(What is being asked) Copy all the lines of the data that include the word "accuracy".

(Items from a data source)
use serde::Serialize;
use serde_json;
use std::fs::File;
use std::path::Path;

use crate::geometry::GridGeometry;

#[derive(Serialize)]
pub struct KernelRunConfig {
    pub geometry: GeometryConfig,
    pub numerics: NumericsConfig,
    pub cache: CacheConfig,
    pub run: RunInfo,
}

#[derive(Serialize)]
pub struct GeometryConfig {
    pub nx: usize,
    pub ny: usize,
    pub nz: usize,
    pub dx: f64,
    pub dy: f64,
    pub dz: f64,
    pub pbc_x: usize,
    pub pbc_y: usize,
    pub pbc_z: usize,
}

#[derive(Serialize)]
pub struct NumericsConfig {
    /// Quadrature density knob: integration cell size <= distance / accuracy.
    pub accuracy: f64,
}

#[derive(Serialize)]
pub struct CacheConfig {
    /// Empty string disables kernel caching.
    pub dir: String,
}

#[derive(Serialize)]
pub struct RunInfo {
    pub binary: String,
    pub version: String,
}

impl KernelRunConfig {
    pub fn new(geom: &GridGeometry, accuracy: f64, cache_dir: &str, binary: &str) -> Self {
        Self {
            geometry: GeometryConfig {
                nx: geom.size[0],
                ny: geom.size[1],
                nz: geom.size[2],
                dx: geom.cellsize[0],
                dy: geom.cellsize[1],
                dz: geom.cellsize[2],
                pbc_x: geom.pbc[0],
                pbc_y: geom.pbc[1],
                pbc_z: geom.pbc[2],
            },
            numerics: NumericsConfig { accuracy },
            cache: CacheConfig {
                dir: cache_dir.to_string(),
            },
            run: RunInfo {
                binary: binary.to_string(),
                version: env!("CARGO_PKG_VERSION").to_string(),
            },
        }
    }

    pub fn write_to_dir(&self, out_dir: &Path) -> std::io::Result<()> {
        let path = out_dir.join("kernel_config.json");
        let file = File::create(path)?;
        serde_json::to_writer_pretty(file, self)?;
        Ok(())
    }
}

(Solution to this exercise)
    /// Quadrature density knob: integration cell size <= distance / accuracy.
    pub accuracy: f64,
    pub fn new(geom: &GridGeometry, accuracy: f64, cache_dir: &str, binary: &str) -> Self {
            numerics: NumericsConfig { accuracy },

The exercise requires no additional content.